Collected data
★ ★ ★ ★ ★ ★ ★

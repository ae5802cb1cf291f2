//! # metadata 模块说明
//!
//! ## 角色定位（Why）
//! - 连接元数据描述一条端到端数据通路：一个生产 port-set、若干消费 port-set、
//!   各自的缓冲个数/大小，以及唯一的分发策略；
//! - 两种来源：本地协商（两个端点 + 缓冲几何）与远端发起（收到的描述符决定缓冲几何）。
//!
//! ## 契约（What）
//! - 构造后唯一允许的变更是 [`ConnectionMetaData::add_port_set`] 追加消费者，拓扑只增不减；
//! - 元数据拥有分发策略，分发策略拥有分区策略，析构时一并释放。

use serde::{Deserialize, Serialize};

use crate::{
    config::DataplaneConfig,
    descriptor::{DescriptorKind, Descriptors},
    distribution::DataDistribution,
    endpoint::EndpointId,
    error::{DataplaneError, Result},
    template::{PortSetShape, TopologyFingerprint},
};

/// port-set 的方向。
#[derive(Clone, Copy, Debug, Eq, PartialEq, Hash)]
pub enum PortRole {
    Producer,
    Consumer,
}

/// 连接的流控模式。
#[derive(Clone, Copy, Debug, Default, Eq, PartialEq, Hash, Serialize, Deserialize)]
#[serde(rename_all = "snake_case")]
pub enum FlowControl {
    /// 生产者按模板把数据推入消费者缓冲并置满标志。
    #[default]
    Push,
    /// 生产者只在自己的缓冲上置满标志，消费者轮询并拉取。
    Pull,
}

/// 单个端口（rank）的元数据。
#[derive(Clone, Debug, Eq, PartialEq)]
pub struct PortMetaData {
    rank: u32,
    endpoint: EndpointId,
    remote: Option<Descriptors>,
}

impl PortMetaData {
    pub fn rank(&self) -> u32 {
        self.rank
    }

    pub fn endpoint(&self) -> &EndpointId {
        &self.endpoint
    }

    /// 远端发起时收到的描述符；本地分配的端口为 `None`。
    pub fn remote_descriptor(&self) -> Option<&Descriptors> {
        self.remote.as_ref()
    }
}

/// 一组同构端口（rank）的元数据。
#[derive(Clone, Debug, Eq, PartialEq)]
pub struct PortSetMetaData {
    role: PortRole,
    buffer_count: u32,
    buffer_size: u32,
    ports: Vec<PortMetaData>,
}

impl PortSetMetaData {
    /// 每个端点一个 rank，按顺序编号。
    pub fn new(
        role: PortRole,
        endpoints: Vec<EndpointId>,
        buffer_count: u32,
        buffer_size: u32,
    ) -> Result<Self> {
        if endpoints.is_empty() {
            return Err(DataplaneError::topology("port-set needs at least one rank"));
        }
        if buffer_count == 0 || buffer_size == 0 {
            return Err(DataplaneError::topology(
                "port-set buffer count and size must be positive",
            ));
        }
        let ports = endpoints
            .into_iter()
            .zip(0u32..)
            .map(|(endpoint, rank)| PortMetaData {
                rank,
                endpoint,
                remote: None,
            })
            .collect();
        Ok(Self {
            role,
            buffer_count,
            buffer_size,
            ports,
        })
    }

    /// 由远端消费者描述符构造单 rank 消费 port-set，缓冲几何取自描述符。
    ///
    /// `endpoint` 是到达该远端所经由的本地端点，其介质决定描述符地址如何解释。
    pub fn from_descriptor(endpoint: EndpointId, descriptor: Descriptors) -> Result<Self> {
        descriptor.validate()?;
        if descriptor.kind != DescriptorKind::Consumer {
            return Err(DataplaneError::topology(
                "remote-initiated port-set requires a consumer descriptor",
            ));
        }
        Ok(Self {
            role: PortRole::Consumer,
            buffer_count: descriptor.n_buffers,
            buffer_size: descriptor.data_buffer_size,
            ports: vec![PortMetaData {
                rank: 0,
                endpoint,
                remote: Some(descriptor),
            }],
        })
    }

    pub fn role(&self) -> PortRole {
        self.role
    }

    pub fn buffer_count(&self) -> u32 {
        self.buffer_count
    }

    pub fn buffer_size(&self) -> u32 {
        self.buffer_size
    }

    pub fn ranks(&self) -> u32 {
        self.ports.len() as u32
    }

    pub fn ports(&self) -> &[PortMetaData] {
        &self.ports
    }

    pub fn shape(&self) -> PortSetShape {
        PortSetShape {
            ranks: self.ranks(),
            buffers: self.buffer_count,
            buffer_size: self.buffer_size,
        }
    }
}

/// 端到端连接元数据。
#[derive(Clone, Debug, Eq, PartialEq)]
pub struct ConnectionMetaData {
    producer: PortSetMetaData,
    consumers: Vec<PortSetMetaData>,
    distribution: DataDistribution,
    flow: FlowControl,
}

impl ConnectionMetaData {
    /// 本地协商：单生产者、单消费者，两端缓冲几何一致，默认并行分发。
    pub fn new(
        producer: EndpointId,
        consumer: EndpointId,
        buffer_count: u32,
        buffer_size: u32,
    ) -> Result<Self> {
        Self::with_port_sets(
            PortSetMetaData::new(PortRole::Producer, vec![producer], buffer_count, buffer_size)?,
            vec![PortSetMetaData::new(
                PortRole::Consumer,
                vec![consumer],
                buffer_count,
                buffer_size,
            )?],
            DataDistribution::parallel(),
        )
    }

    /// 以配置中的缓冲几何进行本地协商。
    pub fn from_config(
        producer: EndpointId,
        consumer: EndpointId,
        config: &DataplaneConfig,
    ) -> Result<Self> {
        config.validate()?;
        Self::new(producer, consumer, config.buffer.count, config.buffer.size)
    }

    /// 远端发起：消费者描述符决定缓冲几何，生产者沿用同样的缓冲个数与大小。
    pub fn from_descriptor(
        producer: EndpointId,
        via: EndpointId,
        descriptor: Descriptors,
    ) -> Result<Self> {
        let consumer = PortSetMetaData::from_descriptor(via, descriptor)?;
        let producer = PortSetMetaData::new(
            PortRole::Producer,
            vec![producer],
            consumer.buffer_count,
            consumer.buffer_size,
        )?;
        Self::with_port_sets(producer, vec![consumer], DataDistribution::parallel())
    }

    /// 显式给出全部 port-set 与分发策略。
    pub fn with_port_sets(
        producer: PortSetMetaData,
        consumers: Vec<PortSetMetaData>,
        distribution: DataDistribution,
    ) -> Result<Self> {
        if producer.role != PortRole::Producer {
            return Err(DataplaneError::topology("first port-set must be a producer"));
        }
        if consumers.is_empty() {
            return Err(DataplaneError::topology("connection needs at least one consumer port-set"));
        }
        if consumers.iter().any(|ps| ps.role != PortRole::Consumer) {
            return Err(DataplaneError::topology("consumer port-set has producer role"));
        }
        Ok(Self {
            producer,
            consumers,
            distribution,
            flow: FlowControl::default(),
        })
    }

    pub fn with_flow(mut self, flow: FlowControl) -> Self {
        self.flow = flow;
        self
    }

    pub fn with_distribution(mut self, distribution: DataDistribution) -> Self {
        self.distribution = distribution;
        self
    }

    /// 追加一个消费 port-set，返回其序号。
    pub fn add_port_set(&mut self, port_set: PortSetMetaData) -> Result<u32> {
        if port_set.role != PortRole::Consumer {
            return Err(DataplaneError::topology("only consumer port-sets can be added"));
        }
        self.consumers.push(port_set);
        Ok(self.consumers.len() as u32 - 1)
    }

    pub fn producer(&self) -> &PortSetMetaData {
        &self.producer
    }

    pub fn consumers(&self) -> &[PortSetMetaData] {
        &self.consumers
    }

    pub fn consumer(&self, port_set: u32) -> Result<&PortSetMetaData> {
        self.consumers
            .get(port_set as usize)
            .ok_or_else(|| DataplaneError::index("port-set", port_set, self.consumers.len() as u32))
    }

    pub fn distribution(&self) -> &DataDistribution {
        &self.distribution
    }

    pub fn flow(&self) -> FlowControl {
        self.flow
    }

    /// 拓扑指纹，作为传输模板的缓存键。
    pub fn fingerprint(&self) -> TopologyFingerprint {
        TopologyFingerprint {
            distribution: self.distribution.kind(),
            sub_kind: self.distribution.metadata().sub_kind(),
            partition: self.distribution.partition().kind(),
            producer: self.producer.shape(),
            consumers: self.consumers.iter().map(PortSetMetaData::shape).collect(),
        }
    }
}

★ ★ ★ ★ ★ ★ ★

**REQUIRED ACTION**. If a line in the entries holds the string "ranks", copy it.

**FINAL ANSWER**.
    pub fn ranks(&self) -> u32 {
            ranks: self.ranks(),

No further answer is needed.